Lines with the word "json" are the ones wanted. Copy each of them from the entries below.
--- RECORDED INFORMATION ---
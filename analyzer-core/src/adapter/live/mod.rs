//! 在线目录读取
//!
//! 每个方言族一个 [`CatalogReader`] 实现，连接后依次读取服务器信息、表结构
//! 与非表对象。整个抽取过程受超时与调用方取消令牌约束。

mod mssql;
mod mysql;
mod postgres;

use super::{Extraction, RawColumn, RawIndex, RawTable};
use crate::config::EngineConfig;
use crate::dialect::{DbType, SourceDialect};
use crate::error::{AnalyzerError, Result};
use crate::model::{ExtractionMode, ObjectKind, SchemaObject};
use async_trait::async_trait;
use serde::{Deserialize, Serialize};
use std::collections::{HashMap, HashSet};
use std::fmt;
use std::future::Future;
use std::time::Duration;
use tokio_util::sync::CancellationToken;
use tracing::{debug, info, warn};

/// 在线连接描述
#[derive(Clone, PartialEq, Eq, Serialize, Deserialize)]
pub struct ConnectionDescriptor {
    pub db_type: DbType,
    pub host: String,
    pub port: u16,
    pub database: String,
    pub username: String,
    pub password: String,
    #[serde(default)]
    pub ssl_enabled: bool,
    /// 为空时 PostgreSQL 用 `public`，MSSQL 用 `dbo`
    #[serde(default)]
    pub schema_name: Option<String>,
}

impl fmt::Debug for ConnectionDescriptor {
    fn fmt(&self, f: &mut fmt::Formatter<'_>) -> fmt::Result {
        f.debug_struct("ConnectionDescriptor")
            .field("db_type", &self.db_type)
            .field("host", &self.host)
            .field("port", &self.port)
            .field("database", &self.database)
            .field("username", &self.username)
            .field("password", &"***")
            .field("ssl_enabled", &self.ssl_enabled)
            .field("schema_name", &self.schema_name)
            .finish()
    }
}

impl ConnectionDescriptor {
    /// 日志中使用的连接标识（不含凭据）
    pub fn endpoint(&self) -> String {
        format!("{}://{}:{}/{}", self.db_type, self.host, self.port, self.database)
    }
}

/// 连通性探测结果
#[derive(Debug, Clone, PartialEq, Eq, Serialize, Deserialize)]
pub struct ServerInfo {
    pub server_version: String,
    pub database: String,
    pub db_type: DbType,
}

/// 源库系统目录读取接口
#[async_trait]
pub(crate) trait CatalogReader: Send {
    async fn server_info(&mut self) -> Result<ServerInfo>;

    /// 基表与视图，含列、索引与行数估计
    async fn tables(&mut self) -> Result<Vec<RawTable>>;

    /// 存储过程、函数、触发器、序列、自定义类型等
    async fn objects(&mut self) -> Result<Vec<SchemaObject>>;
}

type BoxedReader = Box<dyn CatalogReader>;

async fn connect(descriptor: &ConnectionDescriptor, config: &EngineConfig) -> Result<BoxedReader> {
    let reader: BoxedReader = match descriptor.db_type {
        DbType::Postgres => Box::new(postgres::PostgresReader::connect(descriptor, &config.live).await?),
        DbType::Mysql => Box::new(mysql::MySqlReader::connect(descriptor).await?),
        DbType::Mssql => Box::new(mssql::MssqlReader::connect(descriptor, &config.live).await?),
        DbType::Snowflake => {
            return Err(AnalyzerError::unsupported(
                "Snowflake connector not yet implemented",
            ));
        }
    };
    Ok(reader)
}

/// 在线抽取 schema
///
/// `dialect` 必须与 `db_type` 属于同一方言族，用于标记 MariaDB / Aurora 等变体。
pub async fn extract(
    descriptor: &ConnectionDescriptor,
    dialect: Option<SourceDialect>,
    config: &EngineConfig,
    cancel: &CancellationToken,
) -> Result<Extraction> {
    let dialect = resolve_dialect(descriptor.db_type, dialect)?;
    info!("开始在线抽取: {} ({})", descriptor.endpoint(), dialect);

    let work = async {
        let mut reader = connect(descriptor, config).await?;
        let server = reader.server_info().await?;
        debug!("已连接: {} {}", server.db_type, server.server_version);

        let tables = reader.tables().await?;
        let objects = reader.objects().await?;
        info!(
            "在线抽取完成: {} 个表, {} 个对象",
            tables.len(),
            objects.len()
        );

        Ok(Extraction {
            database: server.database,
            dialect,
            mode: ExtractionMode::Live,
            tables,
            objects,
            skipped_statements: 0,
        })
    };

    run_bounded(work, config.timeout(), cancel).await
}

/// 连通性探测：返回服务器版本与当前数据库
pub async fn probe_connection(
    descriptor: &ConnectionDescriptor,
    config: &EngineConfig,
    cancel: &CancellationToken,
) -> Result<ServerInfo> {
    info!("探测连接: {}", descriptor.endpoint());
    let work = async {
        let mut reader = connect(descriptor, config).await?;
        reader.server_info().await
    };
    run_bounded(work, config.timeout(), cancel).await
}

fn resolve_dialect(db_type: DbType, requested: Option<SourceDialect>) -> Result<SourceDialect> {
    let Some(base) = db_type.source_dialect() else {
        return Err(AnalyzerError::unsupported(format!(
            "{db_type} is not supported as an analysis source"
        )));
    };

    match requested {
        None => Ok(base),
        Some(dialect) if dialect.family() == base.family() => Ok(dialect),
        Some(dialect) => Err(AnalyzerError::unsupported(format!(
            "dialect {dialect} does not match connection type {db_type}"
        ))),
    }
}

/// 超时与取消都转为连接错误；取消优先
async fn run_bounded<T>(
    work: impl Future<Output = Result<T>>,
    timeout: Duration,
    cancel: &CancellationToken,
) -> Result<T> {
    tokio::select! {
        biased;
        _ = cancel.cancelled() => {
            warn!("在线抽取被取消");
            Err(AnalyzerError::connection("extraction cancelled"))
        }
        result = tokio::time::timeout(timeout, work) => match result {
            Ok(result) => result,
            Err(_) => {
                warn!("在线抽取超时: {:?}", timeout);
                Err(AnalyzerError::connection(format!(
                    "source did not respond within {} seconds",
                    timeout.as_secs()
                )))
            }
        },
    }
}

/// 目录查询中对象类型标签到 [`ObjectKind`]
fn object_kind(tag: &str) -> Option<ObjectKind> {
    match tag.trim().to_lowercase().as_str() {
        "procedure" => Some(ObjectKind::Procedure),
        "function" => Some(ObjectKind::Function),
        "trigger" => Some(ObjectKind::Trigger),
        "type" => Some(ObjectKind::Type),
        "domain" => Some(ObjectKind::Domain),
        "sequence" => Some(ObjectKind::Sequence),
        "extension" => Some(ObjectKind::Extension),
        _ => None,
    }
}

fn schema_object(tag: &str, name: String, table: Option<String>) -> Option<SchemaObject> {
    let Some(kind) = object_kind(tag) else {
        warn!("未知的对象类型: {} ({})", tag, name);
        return None;
    };
    Some(SchemaObject { kind, name, table })
}

/// 把按表名排列的列/索引行归并到各自的表上
///
/// 目录查询一次返回整个 schema 的行，逐表查询在大库上太慢。
struct TableAssembler {
    tables: Vec<RawTable>,
    positions: HashMap<String, usize>,
    /// 含表达式列的索引，结束时丢弃
    expression_indexes: HashSet<(String, String)>,
}

impl TableAssembler {
    fn new(tables: Vec<RawTable>) -> Self {
        let positions = tables
            .iter()
            .enumerate()
            .map(|(idx, table)| (table.name.clone(), idx))
            .collect();
        Self {
            tables,
            positions,
            expression_indexes: HashSet::new(),
        }
    }

    fn table_mut(&mut self, name: &str) -> Option<&mut RawTable> {
        let idx = *self.positions.get(name)?;
        self.tables.get_mut(idx)
    }

    fn push_column(&mut self, table: &str, column: RawColumn) {
        match self.table_mut(table) {
            Some(target) => target.columns.push(column),
            None => debug!("忽略不在表清单中的列: {}.{}", table, column.name),
        }
    }

    fn push_index(&mut self, table: &str, index: RawIndex) {
        if let Some(target) = self.table_mut(table) {
            target.indexes.push(index);
        }
    }

    /// 逐列追加索引；`column` 为 None 表示表达式列
    fn push_index_column(
        &mut self,
        table: &str,
        index_name: &str,
        unique: bool,
        primary: bool,
        column: Option<String>,
    ) {
        let Some(column) = column else {
            self.expression_indexes
                .insert((table.to_string(), index_name.to_string()));
            return;
        };
        let Some(target) = self.table_mut(table) else {
            return;
        };

        match target.indexes.iter_mut().find(|i| i.name == index_name) {
            Some(index) => index.columns.push(column),
            None => target.indexes.push(RawIndex {
                name: index_name.to_string(),
                columns: vec![column],
                unique: unique || primary,
                primary,
            }),
        }
    }

    fn finish(mut self) -> Vec<RawTable> {
        for (table, index) in &self.expression_indexes {
            if let Some(&idx) = self.positions.get(table) {
                debug!("跳过表达式索引: {}.{}", table, index);
                self.tables[idx].indexes.retain(|i| &i.name != index);
            }
        }
        self.tables
    }
}

#[cfg(test)]
mod tests {
    use super::*;
    use crate::model::TableKind;

    fn descriptor(db_type: DbType) -> ConnectionDescriptor {
        ConnectionDescriptor {
            db_type,
            host: "127.0.0.1".to_string(),
            port: 1,
            database: "shop".to_string(),
            username: "reader".to_string(),
            password: "s3cret".to_string(),
            ssl_enabled: false,
            schema_name: None,
        }
    }

    #[test]
    fn test_debug_redacts_password() {
        let rendered = format!("{:?}", descriptor(DbType::Mysql));
        assert!(!rendered.contains("s3cret"));
        assert!(rendered.contains("***"));
        assert!(rendered.contains("reader"));
    }

    #[test]
    fn test_descriptor_deserializes_with_defaults() {
        let json = r#"{"db_type":"postgres","host":"db","port":5432,"database":"app","username":"u","password":"p"}"#;
        let descriptor: ConnectionDescriptor = serde_json::from_str(json).unwrap();
        assert_eq!(descriptor.db_type, DbType::Postgres);
        assert!(!descriptor.ssl_enabled);
        assert_eq!(descriptor.schema_name, None);
        assert_eq!(descriptor.endpoint(), "postgres://db:5432/app");
    }

    #[test]
    fn test_resolve_dialect() {
        assert_eq!(
            resolve_dialect(DbType::Mysql, None).unwrap(),
            SourceDialect::Mysql
        );
        assert_eq!(
            resolve_dialect(DbType::Mysql, Some(SourceDialect::Mariadb)).unwrap(),
            SourceDialect::Mariadb
        );
        assert_eq!(
            resolve_dialect(DbType::Postgres, Some(SourceDialect::AuroraPostgres)).unwrap(),
            SourceDialect::AuroraPostgres
        );
        assert!(matches!(
            resolve_dialect(DbType::Postgres, Some(SourceDialect::Mysql)),
            Err(AnalyzerError::Unsupported(_))
        ));
        assert!(matches!(
            resolve_dialect(DbType::Snowflake, None),
            Err(AnalyzerError::Unsupported(_))
        ));
    }

    #[tokio::test]
    async fn test_extract_snowflake_is_unsupported() {
        let err = extract(
            &descriptor(DbType::Snowflake),
            None,
            &EngineConfig::default(),
            &CancellationToken::new(),
        )
        .await
        .unwrap_err();
        assert!(matches!(err, AnalyzerError::Unsupported(_)));
    }

    #[tokio::test]
    async fn test_probe_snowflake_not_implemented() {
        let err = probe_connection(
            &descriptor(DbType::Snowflake),
            &EngineConfig::default(),
            &CancellationToken::new(),
        )
        .await
        .unwrap_err();
        assert!(err.to_string().contains("not yet implemented"));
    }

    #[tokio::test]
    async fn test_cancelled_extraction_fails_as_connection_error() {
        let cancel = CancellationToken::new();
        cancel.cancel();
        let err = extract(
            &descriptor(DbType::Postgres),
            None,
            &EngineConfig::default(),
            &cancel,
        )
        .await
        .unwrap_err();
        assert!(matches!(err, AnalyzerError::Connection(_)));
        assert!(err.to_string().contains("cancelled"));
    }

    #[tokio::test]
    async fn test_run_bounded_times_out() {
        let err = run_bounded(
            std::future::pending::<Result<()>>(),
            Duration::from_millis(20),
            &CancellationToken::new(),
        )
        .await
        .unwrap_err();
        assert!(matches!(err, AnalyzerError::Connection(_)));
    }

    #[test]
    fn test_assembler_groups_rows_and_drops_expression_indexes() {
        let mut assembler = TableAssembler::new(vec![
            RawTable::new("orders", TableKind::BaseTable),
            RawTable::new("users", TableKind::BaseTable),
        ]);

        for name in ["id", "email"] {
            assembler.push_column(
                "users",
                RawColumn {
                    name: name.to_string(),
                    data_type: "int".to_string(),
                    nullable: false,
                    default_value: None,
                    auto_increment: false,
                    comment: None,
                    collation: None,
                },
            );
        }
        assembler.push_index_column("users", "PRIMARY", true, true, Some("id".to_string()));
        assembler.push_index_column("users", "idx_mix", false, false, Some("email".to_string()));
        assembler.push_index_column("users", "idx_mix", false, false, Some("id".to_string()));
        assembler.push_index_column("users", "idx_expr", false, false, Some("email".to_string()));
        assembler.push_index_column("users", "idx_expr", false, false, None);
        assembler.push_index_column("ghost", "idx", false, false, Some("x".to_string()));

        let tables = assembler.finish();
        assert!(tables[0].columns.is_empty());
        let users = &tables[1];
        assert_eq!(users.columns.len(), 2);
        assert_eq!(users.indexes.len(), 2);
        assert!(users.indexes[0].primary && users.indexes[0].unique);
        assert_eq!(users.indexes[1].columns, vec!["email", "id"]);
    }

    #[test]
    fn test_object_kind_tags() {
        assert_eq!(object_kind("PROCEDURE"), Some(ObjectKind::Procedure));
        assert_eq!(object_kind("domain"), Some(ObjectKind::Domain));
        assert_eq!(object_kind("rule"), None);
    }
}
---
(ANSWER TO THIS TASK):
        let json = r#"{"db_type":"postgres","host":"db","port":5432,"database":"app","username":"u","password":"p"}"#;
        let descriptor: ConnectionDescriptor = serde_json::from_str(json).unwrap();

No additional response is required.